Using automated event detection to reduce data collection costs with an application to the BFRS dataset
The project aims to replicate and extend the BFRS dataset (which measured political violence in Pakistan, based on press reporting, from 1988 to 2011) by using machine learning and algorithm techniques.
Incident-level data on political violence has been analysed to study causal linkages between terrorism and economic growth. Such research aids policymakers in formulating policies that are focused on reducing the impact of terrorism. Better scholarship and policy using the BFRS dataset can create not only academic value but also strengthen the case for improving internal security in Pakistan, while better-informed voters can create pressure on the government to improve (Banerjee, Kumar, Pande, and Su; Ferrera, 2011).
BFRS compiles political violence by recording location, consequence, cause, type of violence, and party responsible. However, a problem with datasets compiled by manual newspaper extraction is the recurring cost of updating. Advancements in textual analytics suggest a better way to keep the dataset up to date: extracting data through automation.
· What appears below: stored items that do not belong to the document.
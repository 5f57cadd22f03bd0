use crate::models::VideoDetails;

pub fn format_iso8601_date(iso_date: &str) -> String {
    format_iso8601(iso_date, "%Y-%m-%d")
}

pub fn format_iso8601_datetime(iso_date: &str) -> String {
    format_iso8601(iso_date, "%Y-%m-%d %H:%M")
}

fn format_iso8601(iso_date: &str, pattern: &str) -> String {
    if let Ok(datetime) = iso_date.parse::<chrono::DateTime<chrono::Utc>>() {
        datetime.format(pattern).to_string()
    } else {
        iso_date.to_string()
    }
}

// Formats each x1000 step
pub fn format_number(number: u64) -> String {
    let num_str = number.to_string();
    let mut result = String::new();
    let len = num_str.len();

    for (i, c) in num_str.chars().enumerate() {
        if i > 0 && (len - i) % 3 == 0 {
            result.push(',');
        }
        result.push(c);
    }
    result
}

pub fn format_duration(total_seconds: i64) -> String {
    let total_seconds = total_seconds.max(0);
    let hours = total_seconds / 3600;
    let minutes = (total_seconds % 3600) / 60;
    let seconds = total_seconds % 60;
    if hours != 0 {
        format!("{:02}:{:02}:{:02}", hours, minutes, seconds)
    } else {
        format!("{:02}:{:02}", minutes, seconds)
    }
}

/// Label/value pairs for the metric cards, in display order.
pub fn metric_cards(details: &VideoDetails) -> Vec<(&'static str, String)> {
    vec![
        ("Views", format_number(details.views)),
        ("Comments", format_number(details.comment_count)),
        ("Likes", format_number(details.likes)),
        ("Published", format_iso8601_date(&details.published_at)),
        ("Duration", format_duration(details.duration_seconds)),
    ]
}

/// Rows of the summary table.
pub fn summary_rows(details: &VideoDetails) -> Vec<(&'static str, String)> {
    vec![
        ("Video title", details.title.clone()),
        ("Channel", details.channel_name.clone()),
        ("Published", format_iso8601_datetime(&details.published_at)),
        ("Views", format_number(details.views)),
        ("Comments", format_number(details.comment_count)),
    ]
}

#[cfg(test)]
mod tests {
    use super::*;

    fn details() -> VideoDetails {
        VideoDetails {
            video_id: "dQw4w9WgXcQ".to_string(),
            title: "Never Gonna Give You Up".to_string(),
            channel_name: "Rick Astley".to_string(),
            published_at: "2009-10-25T06:57:33Z".to_string(),
            duration: "PT3M33S".to_string(),
            duration_seconds: 213,
            views: 1_500_000_000,
            likes: 17_000_000,
            comment_count: 2_300_000,
            ..Default::default()
        }
    }

    #[test]
    fn groups_thousands() {
        assert_eq!(format_number(0), "0");
        assert_eq!(format_number(999), "999");
        assert_eq!(format_number(1000), "1,000");
        assert_eq!(format_number(1_234_567), "1,234,567");
        assert_eq!(format_number(100_000), "100,000");
    }

    #[test]
    fn formats_dates() {
        assert_eq!(format_iso8601_date("2009-10-25T06:57:33Z"), "2009-10-25");
        assert_eq!(
            format_iso8601_datetime("2009-10-25T06:57:33Z"),
            "2009-10-25 06:57"
        );
        assert_eq!(format_iso8601_date("yesterday"), "yesterday");
    }

    #[test]
    fn formats_durations() {
        assert_eq!(format_duration(213), "03:33");
        assert_eq!(format_duration(3723), "01:02:03");
        assert_eq!(format_duration(0), "00:00");
        assert_eq!(format_duration(-5), "00:00");
    }

    #[test]
    fn metric_cards_show_zero_for_missing_views() {
        let details = VideoDetails {
            views: 0,
            ..details()
        };
        let cards = metric_cards(&details);
        assert_eq!(cards[0], ("Views", "0".to_string()));
        assert_eq!(cards[3], ("Published", "2009-10-25".to_string()));
    }

    #[test]
    fn summary_table_rows() {
        assert_eq!(
            summary_rows(&details()),
            vec![
                ("Video title", "Never Gonna Give You Up".to_string()),
                ("Channel", "Rick Astley".to_string()),
                ("Published", "2009-10-25 06:57".to_string()),
                ("Views", "1,500,000,000".to_string()),
                ("Comments", "2,300,000".to_string()),
            ]
        );
    }
}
We propose to create a similar dataset from 2010 to the present day by automating the identification and categorisation of events using textual analysis with pattern recognition. The automation will streamline the process and, once developed, this machine-learning tool will provide quick updates without incurring any additional cost. The project also aims to create the capacity for the construction of similar datasets on subjects other than violence.
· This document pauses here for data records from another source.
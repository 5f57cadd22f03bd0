use crate::env_variable_utils::BACKEND_URL;
use crate::models::{CredentialStatus, ErrorResponse, VideoDetails};
use gloo_net::http::Request;
use yew::prelude::*;

pub const API_KEY_HEADER: &str = "X-YouTube-Api-Key";

#[derive(Debug, Clone, PartialEq, Default)]
pub enum AnalysisState {
    #[default]
    Idle,
    Loading,
    Loaded(VideoDetails),
    NotFound(String),
    Failed(String),
}

impl AnalysisState {
    /// Heading shown above a failure message; `None` outside the failure states.
    pub fn failure_heading(&self) -> Option<&'static str> {
        match self {
            AnalysisState::NotFound(_) => Some("🔍 Video not found"),
            AnalysisState::Failed(_) => Some("⚠️ Something went wrong"),
            _ => None,
        }
    }
}

pub async fn load_credential_status() -> Result<CredentialStatus, String> {
    let url = format!("{}/credentials", &*BACKEND_URL);

    let response = Request::get(&url)
        .send()
        .await
        .map_err(|e| format!("Network error: {}", e))?;

    if response.ok() {
        response
            .json::<CredentialStatus>()
            .await
            .map_err(|e| format!("JSON parse error: {}", e))
    } else {
        Err(format!("HTTP error: {}", response.status()))
    }
}

pub async fn analyze_video(url: String, api_key: String, analysis: UseStateHandle<AnalysisState>) {
    let request_url = format!(
        "{}/video/analyze?url={}",
        &*BACKEND_URL,
        urlencoding::encode(url.trim())
    );

    let mut request = Request::get(&request_url);
    if !api_key.trim().is_empty() {
        request = request.header(API_KEY_HEADER, api_key.trim());
    }

    let next_state = match request.send().await {
        Ok(response) => {
            if response.ok() {
                match response.json::<VideoDetails>().await {
                    Ok(details) => AnalysisState::Loaded(details),
                    Err(e) => AnalysisState::Failed(format!("Failed to parse response: {e}")),
                }
            } else {
                let status = response.status();
                let text = response.text().await.unwrap_or_default();
                state_from_error(status, &text)
            }
        }
        Err(e) => AnalysisState::Failed(format!("Failed to connect to backend: {e}")),
    };

    if let AnalysisState::NotFound(msg) | AnalysisState::Failed(msg) = &next_state {
        web_sys::console::error_1(&msg.clone().into());
    }

    analysis.set(next_state);
}

/// Maps a failed backend response onto what the page shows.
pub fn state_from_error(status: u16, body: &str) -> AnalysisState {
    match serde_json::from_str::<ErrorResponse>(body) {
        Ok(error_response) if error_response.error == "video_not_found" => {
            AnalysisState::NotFound(error_response.message)
        }
        Ok(error_response) => AnalysisState::Failed(error_response.message),
        Err(_) if status == 404 => {
            AnalysisState::NotFound("Could not load video details. Check the video ID.".to_string())
        }
        Err(_) if body.trim().is_empty() => {
            AnalysisState::Failed(format!("Request failed with status: {status}"))
        }
        Err(_) => AnalysisState::Failed(format!("Request failed ({status}): {body}")),
    }
}
use crate::errors::AnalyzeError;
use crate::models::VideoDetails;
use crate::services::youtube_service::VideoLookup;
use crate::utils::extract_youtube_video_id;
use log::{info, warn};

/// Runs the whole analysis for one submitted URL: credential check, ID
/// extraction, then a single lookup. Each step stops the flow on failure.
pub async fn analyze_video_url(
    lookup: &dyn VideoLookup,
    api_key: Option<&str>,
    url: &str,
) -> Result<VideoDetails, AnalyzeError> {
    let api_key = api_key.ok_or(AnalyzeError::MissingApiKey)?;

    let video_id = extract_youtube_video_id(url).ok_or_else(|| {
        warn!("Rejected URL without a video ID: {url}");
        AnalyzeError::InvalidUrl(url.trim().to_string())
    })?;

    fetch_video_details(lookup, api_key, &video_id).await
}

pub async fn fetch_video_details(
    lookup: &dyn VideoLookup,
    api_key: &str,
    video_id: &str,
) -> Result<VideoDetails, AnalyzeError> {
    match lookup.fetch_video(api_key, video_id).await? {
        Some(item) => {
            let mut details = VideoDetails::from(item);
            if details.video_id.is_empty() {
                details.video_id = video_id.to_string();
            }
            info!(
                "Fetched YT-Video: {}\nChannel: {} -> {}, Published: {}\nDuration: {}, Views: {}, Likes: {}, Comments: {}",
                details.title,
                details.channel_name,
                details.channel_id,
                details.published_at,
                details.duration,
                details.views,
                details.likes,
                details.comment_count,
            );
            Ok(details)
        }
        None => {
            warn!("No video found for ID: {video_id}");
            Err(AnalyzeError::VideoNotFound(video_id.to_string()))
        }
    }
}
use web_sys::window;

const API_KEY_STORAGE_KEY: &str = "youtube_api_key";

// Session storage keeps the key for this tab only.
pub fn get_stored_api_key() -> Option<String> {
    window()
        .and_then(|w| w.session_storage().ok())
        .and_then(|s| s.and_then(|storage| storage.get_item(API_KEY_STORAGE_KEY).ok()))
        .flatten()
}

pub fn store_api_key(api_key: &str) -> Result<(), String> {
    if let Some(window) = window() {
        if let Ok(Some(storage)) = window.session_storage() {
            if api_key.trim().is_empty() {
                storage
                    .remove_item(API_KEY_STORAGE_KEY)
                    .map_err(|_| "Failed to remove API key".to_string())?;
            } else {
                storage
                    .set_item(API_KEY_STORAGE_KEY, api_key)
                    .map_err(|_| "Failed to store API key".to_string())?;
            }
        }
    }
    Ok(())
}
Our proposed dataset’s overlap with the BFRS time period will allow us to compare the two and gauge the accuracy of this developed tool. We will search for events reported in BFRS in our scraped data; we will train our algorithms on how to detect such events using this data; and, finally, we will use the trained algorithm on data scraped between 2013 and the present to extract further instances of political violence without human intervention. As an additional check on data quality, human coders will review a sample of extracted data to detect false positives.